I ran over an already dead snake with my pickup truck today. Unavoidably. It was on a rural two-lane highway. I’d come around a gentle bend and didn’t see it reaching into the lane from the right edge until it was too late.

When it happened, I shuddered. It was visceral. And physical. An upper-body convulsion. My right foot let off the accelerator at 55-ish miles per hour. Still, too late. 

Why does that matter to me? And so physically.

When I was eight years old, but a quiet third-grader walking home from school 40 years ago, a snake boarded my leg from behind. I felt its weight on the heel of my right shoe as I drew upward to take my next step. 

At first, I thought the rubber of my sole, already having become unglued by affordability and boyish wear, had further torn away from the shoe. The step felt awkward. But as I turned to look past my right hip and down my leg, I saw the snake head first. It was continuing up my small bare calf and beyond. It’s head went past the popliteal fossa behind my knee. Ever upward.

This very directly went against every assurance I’d been given about wildlife: “It’s as afraid of you as you are of it,” I’d been told and told. Lies, it turns out. Lies. “J’accuse!” I want my eight-year-old self to scream.

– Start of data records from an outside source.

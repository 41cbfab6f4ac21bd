//! Simulation state: bodies, their store, the arena and physics parameters

use glam::Vec2;
use serde::{Deserialize, Serialize};
use thiserror::Error;

use crate::consts::*;

/// Rejected body construction
#[derive(Debug, Clone, Copy, PartialEq, Error)]
pub enum BodyError {
    #[error("body radius must be positive and finite, got {0}")]
    InvalidRadius(f32),
}

/// A circular point-mass body (unit mass, no rotation)
#[derive(Debug, Clone, Copy, PartialEq, Serialize, Deserialize)]
#[serde(try_from = "BodyRecord")]
pub struct Body {
    pub pos: Vec2,
    pub vel: Vec2,
    radius: f32,
}

impl Body {
    /// Create a resting body. Fails unless `radius` is positive and finite.
    pub fn new(pos: Vec2, radius: f32) -> Result<Self, BodyError> {
        Self::with_velocity(pos, radius, Vec2::ZERO)
    }

    pub fn with_velocity(pos: Vec2, radius: f32, vel: Vec2) -> Result<Self, BodyError> {
        if !(radius.is_finite() && radius > 0.0) {
            return Err(BodyError::InvalidRadius(radius));
        }
        Ok(Self { pos, vel, radius })
    }

    #[inline]
    pub fn radius(&self) -> f32 {
        self.radius
    }

    /// Whether `point` lies on or inside the disk
    #[inline]
    pub fn contains(&self, point: Vec2) -> bool {
        self.pos.distance(point) <= self.radius
    }

    #[inline]
    pub fn kinetic_energy(&self) -> f32 {
        crate::kinetic_energy(self.vel.length_squared())
    }
}

/// Unvalidated wire form of a body
#[derive(Deserialize)]
struct BodyRecord {
    pos: Vec2,
    #[serde(default)]
    vel: Vec2,
    radius: f32,
}

impl TryFrom<BodyRecord> for Body {
    type Error = BodyError;

    fn try_from(rec: BodyRecord) -> Result<Self, Self::Error> {
        Body::with_velocity(rec.pos, rec.radius, rec.vel)
    }
}

/// Ordered, index-addressable collection of bodies.
///
/// Insertion order is preserved; removal shifts later bodies down by one.
#[derive(Debug, Clone, Default, PartialEq, Serialize, Deserialize)]
pub struct BodyStore {
    bodies: Vec<Body>,
}

impl BodyStore {
    pub fn new() -> Self {
        Self { bodies: Vec::new() }
    }

    /// Append a new body and return it
    pub fn spawn(&mut self, pos: Vec2, radius: f32, vel: Vec2) -> Result<&Body, BodyError> {
        let body = Body::with_velocity(pos, radius, vel)?;
        Ok(self.push(body))
    }

    /// Append an already-validated body
    pub fn push(&mut self, body: Body) -> &Body {
        self.bodies.push(body);
        &self.bodies[self.bodies.len() - 1]
    }

    /// Remove the body at `index`, shifting later bodies down.
    ///
    /// # Panics
    /// If `index` is out of range. Callers only pass indices from a prior lookup.
    pub fn remove_at(&mut self, index: usize) -> Body {
        self.bodies.remove(index)
    }

    /// Index of the top-most (most recently added) body containing `point`
    pub fn find_at(&self, point: Vec2) -> Option<usize> {
        self.bodies.iter().rposition(|b| b.contains(point))
    }

    pub fn get(&self, index: usize) -> Option<&Body> {
        self.bodies.get(index)
    }

    pub fn len(&self) -> usize {
        self.bodies.len()
    }

    pub fn is_empty(&self) -> bool {
        self.bodies.is_empty()
    }

    pub fn iter(&self) -> std::slice::Iter<'_, Body> {
        self.bodies.iter()
    }

    pub fn iter_mut(&mut self) -> std::slice::IterMut<'_, Body> {
        self.bodies.iter_mut()
    }

    pub fn as_slice(&self) -> &[Body] {
        &self.bodies
    }

    pub fn as_mut_slice(&mut self) -> &mut [Body] {
        &mut self.bodies
    }

    /// Total kinetic energy (unit masses)
    pub fn kinetic_energy(&self) -> f32 {
        self.bodies.iter().map(Body::kinetic_energy).sum()
    }
}

impl FromIterator<Body> for BodyStore {
    fn from_iter<I: IntoIterator<Item = Body>>(iter: I) -> Self {
        Self {
            bodies: iter.into_iter().collect(),
        }
    }
}

impl<'a> IntoIterator for &'a BodyStore {
    type Item = &'a Body;
    type IntoIter = std::slice::Iter<'a, Body>;

    fn into_iter(self) -> Self::IntoIter {
        self.bodies.iter()
    }
}

/// Square arena spanning [-half_extent, half_extent] on both axes
#[derive(Debug, Clone, Copy, PartialEq, Serialize, Deserialize)]
pub struct Arena {
    pub half_extent: f32,
}

impl Default for Arena {
    fn default() -> Self {
        Self {
            half_extent: ARENA_HALF_EXTENT,
        }
    }
}

impl Arena {
    pub fn new(half_extent: f32) -> Self {
        Self { half_extent }
    }

    #[inline]
    pub fn min(&self) -> f32 {
        -self.half_extent
    }

    #[inline]
    pub fn max(&self) -> f32 {
        self.half_extent
    }

    /// Whether the whole disk lies inside the arena (within `eps`)
    pub fn contains_body(&self, body: &Body, eps: f32) -> bool {
        let r = body.radius();
        body.pos.x - r >= self.min() - eps
            && body.pos.x + r <= self.max() + eps
            && body.pos.y - r >= self.min() - eps
            && body.pos.y + r <= self.max() + eps
    }
}

/// Tunable physics constants
#[derive(Debug, Clone, Copy, PartialEq, Serialize, Deserialize)]
#[serde(default)]
pub struct PhysicsParams {
    /// Fixed step duration (seconds)
    pub dt: f32,
    /// Downward acceleration (units/s²)
    pub gravity: f32,
    /// Velocity multiplier after wall contact
    pub wall_damping: f32,
    /// Body-body restitution coefficient
    pub restitution: f32,
    pub explosion_radius: f32,
    pub explosion_strength: f32,
}

impl Default for PhysicsParams {
    fn default() -> Self {
        Self {
            dt: SIM_DT,
            gravity: GRAVITY,
            wall_damping: WALL_DAMPING,
            restitution: RESTITUTION,
            explosion_radius: EXPLOSION_RADIUS,
            explosion_strength: EXPLOSION_STRENGTH,
        }
    }
}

I was seized by fear. Intense panic. Not only that the snake was on my leg, but I was wearing shorts. So many thoughts. Instantaneous explosion. My mind screaming. My eyes unleashing. My body shaking from the core outward.

This happened when I was alone on the high school practice football field behind our school. Our schools, actually. The buildings, pre-K through 12th grade, all were attached. The word campus probably would be applied now. I didn’t know that then. We just always referred to it as “the school.” 

I also didn’t know that there was an ecology zone behind the school, next to the practice field, that fostered life. A place where science classes would go, I was told.

I had only known my end of the experience. My building. Where the little kids went. Little classrooms with little desks. Little playgrounds and little ball fields. I could cut across the bigger fields outside the fifth-grade exit to go home. 

I’d walk the length of the practice football field, turn left and pass along the outside of a chain link fence that stood between school property and a residential neighborhood. Then I’d walk down water tower hill and cross a narrow bridge into my neighborhood.

With the snake on my leg and fear squeezing me, I understood that I had to do something. But what and how? I couldn’t grab it with my hand. I wouldn’t. Even the thought of it in my hand, feeling its life, its movement and possibly its bite. No.

I went with the next idea that flashed to mind, all of it happening in the span of a few compressed breaths. Kick it off. More of a fling, really. That was my chance. I was, you might like to know, a trophy-winning punt-pass-kick athlete. Second place. But still. 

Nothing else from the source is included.